Records to process
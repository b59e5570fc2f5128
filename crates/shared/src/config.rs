//! Application configuration management.

use rust_decimal::Decimal;
use serde::Deserialize;

/// Application configuration.
#[derive(Debug, Clone, Default, Deserialize)]
pub struct AppConfig {
    /// Pricing engine configuration.
    #[serde(default)]
    pub pricing: PricingConfig,
}

/// Pricing engine configuration.
#[derive(Debug, Clone, PartialEq, Eq, Deserialize)]
pub struct PricingConfig {
    /// Decimal places of every transmitted amount.
    #[serde(default = "default_decimal_places")]
    pub decimal_places: u32,
    /// Two VAT rates closer than this are treated as the same rate.
    #[serde(default = "default_vat_rate_tolerance")]
    pub vat_rate_tolerance: Decimal,
    /// Backend result codes that reject an order because of its VAT mode.
    #[serde(default = "default_ambiguous_vat_mode_codes")]
    pub ambiguous_vat_mode_codes: Vec<String>,
}

fn default_decimal_places() -> u32 {
    2
}

fn default_vat_rate_tolerance() -> Decimal {
    Decimal::new(1, 9)
}

fn default_ambiguous_vat_mode_codes() -> Vec<String> {
    vec!["50036".to_string()]
}

impl Default for PricingConfig {
    fn default() -> Self {
        Self {
            decimal_places: default_decimal_places(),
            vat_rate_tolerance: default_vat_rate_tolerance(),
            ambiguous_vat_mode_codes: default_ambiguous_vat_mode_codes(),
        }
    }
}

impl AppConfig {
    /// Loads configuration from `.env`, config files, and the environment.
    ///
    /// Sources, later ones overriding earlier ones:
    /// `config/default.toml`, `config/{RUN_MODE}.toml`, then `VATSPLIT__*`
    /// environment variables (e.g. `VATSPLIT__PRICING__DECIMAL_PLACES`).
    ///
    /// # Errors
    ///
    /// Returns an error if configuration cannot be loaded.
    pub fn load() -> Result<Self, config::ConfigError> {
        dotenvy::dotenv().ok();

        let run_mode = std::env::var("RUN_MODE").unwrap_or_else(|_| "development".to_string());

        let config = config::Config::builder()
            .add_source(config::File::with_name("config/default").required(false))
            .add_source(config::File::with_name(&format!("config/{run_mode}")).required(false))
            .add_source(
                config::Environment::with_prefix("VATSPLIT")
                    .separator("__")
                    .list_separator(",")
                    .with_list_parse_key("pricing.ambiguous_vat_mode_codes"),
            )
            .build()?;

        config.try_deserialize()
    }
}
//! One-shot VAT mode retry protocol.
//!
//! A backend may reject an inc-VAT order with an "ambiguous VAT mode" result
//! code. The caller then re-normalizes the same order with the mode flipped,
//! exactly once. The protocol has two states:
//!
//! ```text
//! Normal --(rejected inc-VAT submission)--> Flipped --(any failure)--> error
//! ```

use vatsplit_shared::{AppError, PricingConfig};

use super::error::PricingError;
use super::service::PricingService;
use super::types::{CanonicalOrder, OrderInput, PriceMode};

/// Where an order is in the retry protocol.
#[derive(Debug, Clone, Copy, PartialEq, Eq, Default)]
pub enum SubmissionState {
    /// First submission, mode as decided.
    #[default]
    Normal,
    /// Mode has been flipped once; no further retry.
    Flipped,
}

impl SubmissionState {
    /// Moves to `Flipped` and returns the opposite of `mode`.
    ///
    /// # Errors
    ///
    /// Returns `PricingError::ModeAlreadyFlipped` if already flipped.
    pub fn flip(self, mode: PriceMode) -> Result<(Self, PriceMode), PricingError> {
        match self {
            Self::Normal => Ok((Self::Flipped, PricingService::flip(mode))),
            Self::Flipped => Err(PricingError::ModeAlreadyFlipped),
        }
    }

    /// Returns true once the mode has been flipped.
    #[must_use]
    pub const fn is_flipped(self) -> bool {
        matches!(self, Self::Flipped)
    }
}

/// Decides whether a backend rejection warrants flipping the mode.
#[derive(Debug, Clone, PartialEq, Eq)]
pub struct RetryPolicy {
    codes: Vec<String>,
}

impl RetryPolicy {
    /// Creates a policy that flips on the given backend result codes.
    #[must_use]
    pub fn new(codes: Vec<String>) -> Self {
        Self { codes }
    }

    /// Creates the policy configured for the engine.
    #[must_use]
    pub fn from_config(config: &PricingConfig) -> Self {
        Self::new(config.ambiguous_vat_mode_codes.clone())
    }

    /// True if `code` means the order was rejected because of its mode.
    #[must_use]
    pub fn should_flip(&self, code: &str) -> bool {
        self.codes.iter().any(|c| c == code)
    }

    /// True if a submission in `mode` and `state` that failed with `error`
    /// should be retried in the opposite mode.
    ///
    /// Only inc-VAT orders in the `Normal` state are retried.
    #[must_use]
    pub fn should_retry(&self, mode: PriceMode, state: SubmissionState, error: &AppError) -> bool {
        mode == PriceMode::IncVat
            && !state.is_flipped()
            && error.backend_code().is_some_and(|code| self.should_flip(code))
    }
}

impl Default for RetryPolicy {
    fn default() -> Self {
        Self::from_config(&PricingConfig::default())
    }
}

/// Normalizes and submits an order, retrying once with the mode flipped.
///
/// `submit` is the caller's transport; it is called at most twice. The
/// second call only happens when the first order was sent inc VAT and the
/// backend answered with one of the configured ambiguous-mode codes. A
/// failure of the second call is returned as is.
///
/// # Errors
///
/// Returns the normalization error converted into `AppError`, or the error
/// returned by the last `submit` call.
pub fn submit_with_mode_retry<T, F>(
    order: &OrderInput,
    config: &PricingConfig,
    mut submit: F,
) -> Result<T, AppError>
where
    F: FnMut(&CanonicalOrder) -> Result<T, AppError>,
{
    let policy = RetryPolicy::from_config(config);
    let state = SubmissionState::Normal;

    let canonical = PricingService::canonicalize(order, config)?;
    match submit(&canonical) {
        Err(err) if policy.should_retry(canonical.mode, state, &err) => {
            let (state, mode) = state.flip(canonical.mode)?;
            tracing::warn!(
                code = err.backend_code().unwrap_or_default(),
                from = ?canonical.mode,
                to = ?mode,
                ?state,
                "Backend rejected VAT mode, resubmitting with flipped mode"
            );
            let flipped = PricingService::canonicalize_with_mode(order, config, Some(mode))?;
            submit(&flipped)
        }
        result => result,
    }
}

#[cfg(test)]
mod tests {
    use super::*;
    use crate::pricing::types::{OrderLine, PriceSpec};
    use rust_decimal_macros::dec;

    fn inc_vat_order() -> OrderInput {
        OrderInput::new().with_line(OrderLine::order_row(
            PriceSpec::inc_vat(dec!(72), dec!(20)),
            dec!(1),
        ))
    }

    fn ex_vat_order() -> OrderInput {
        OrderInput::new().with_line(OrderLine::order_row(
            PriceSpec::ex_vat(dec!(60), dec!(20)),
            dec!(1),
        ))
    }

    fn ambiguous() -> AppError {
        AppError::backend("50036", "Order rejected: PriceIncludingVat")
    }

    #[test]
    fn test_state_flips_once() {
        let (state, mode) = SubmissionState::Normal.flip(PriceMode::IncVat).unwrap();
        assert_eq!(state, SubmissionState::Flipped);
        assert_eq!(mode, PriceMode::ExVat);
        assert_eq!(
            state.flip(mode).unwrap_err(),
            PricingError::ModeAlreadyFlipped
        );
    }

    #[test]
    fn test_policy_codes() {
        let policy = RetryPolicy::default();
        assert!(policy.should_flip("50036"));
        assert!(!policy.should_flip("40001"));

        assert!(policy.should_retry(PriceMode::IncVat, SubmissionState::Normal, &ambiguous()));
        assert!(!policy.should_retry(PriceMode::ExVat, SubmissionState::Normal, &ambiguous()));
        assert!(!policy.should_retry(PriceMode::IncVat, SubmissionState::Flipped, &ambiguous()));
        assert!(!policy.should_retry(
            PriceMode::IncVat,
            SubmissionState::Normal,
            &AppError::Internal("timeout".to_string())
        ));
    }

    #[test]
    fn test_success_on_first_attempt() {
        let mut calls = 0;
        let result = submit_with_mode_retry(&inc_vat_order(), &PricingConfig::default(), |c| {
            calls += 1;
            Ok(c.mode)
        });
        assert_eq!(result.unwrap(), PriceMode::IncVat);
        assert_eq!(calls, 1);
    }

    #[test]
    fn test_retries_inc_vat_order_once_in_ex_vat() {
        let mut seen = Vec::new();
        let result = submit_with_mode_retry(&inc_vat_order(), &PricingConfig::default(), |c| {
            seen.push((c.mode, c.forced, c.rows[0].price_per_unit));
            if c.mode == PriceMode::IncVat {
                Err(ambiguous())
            } else {
                Ok("accepted")
            }
        });
        assert_eq!(result.unwrap(), "accepted");
        assert_eq!(
            seen,
            vec![
                (PriceMode::IncVat, false, dec!(72)),
                (PriceMode::ExVat, true, dec!(60.00)),
            ]
        );
    }

    #[test]
    fn test_second_failure_propagates() {
        let mut calls = 0;
        let result: Result<(), _> =
            submit_with_mode_retry(&inc_vat_order(), &PricingConfig::default(), |_| {
                calls += 1;
                Err(ambiguous())
            });
        assert_eq!(result.unwrap_err().backend_code(), Some("50036"));
        assert_eq!(calls, 2);
    }

    #[test]
    fn test_ex_vat_order_is_not_retried() {
        let mut calls = 0;
        let result: Result<(), _> =
            submit_with_mode_retry(&ex_vat_order(), &PricingConfig::default(), |_| {
                calls += 1;
                Err(ambiguous())
            });
        assert!(result.is_err());
        assert_eq!(calls, 1);
    }

    #[test]
    fn test_other_codes_are_not_retried() {
        let mut calls = 0;
        let result: Result<(), _> =
            submit_with_mode_retry(&inc_vat_order(), &PricingConfig::default(), |_| {
                calls += 1;
                Err(AppError::backend("40001", "Customer not found"))
            });
        assert_eq!(result.unwrap_err().backend_code(), Some("40001"));
        assert_eq!(calls, 1);
    }

    #[test]
    fn test_invalid_order_never_submitted() {
        let order = OrderInput::new().with_line(OrderLine::order_row(
            PriceSpec::default(),
            dec!(1),
        ));
        let mut calls = 0;
        let result = submit_with_mode_retry(&order, &PricingConfig::default(), |_| {
            calls += 1;
            Ok(())
        });
        assert_eq!(result.unwrap_err().error_code(), "VALIDATION_ERROR");
        assert_eq!(calls, 0);
    }
}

What you will do
Every line from the start of the listing through the line with "every transmitted amount." should be reproduced exactly, and no other line.

Response box
repository b59e5570fc2f5128
filename crates/shared/src/config.rs
//! Application configuration management.

use rust_decimal::Decimal;
use serde::Deserialize;

/// Application configuration.
#[derive(Debug, Clone, Default, Deserialize)]
pub struct AppConfig {
    /// Pricing engine configuration.
    #[serde(default)]
    pub pricing: PricingConfig,
}

/// Pricing engine configuration.
#[derive(Debug, Clone, PartialEq, Eq, Deserialize)]
pub struct PricingConfig {
    /// Decimal places of every transmitted amount.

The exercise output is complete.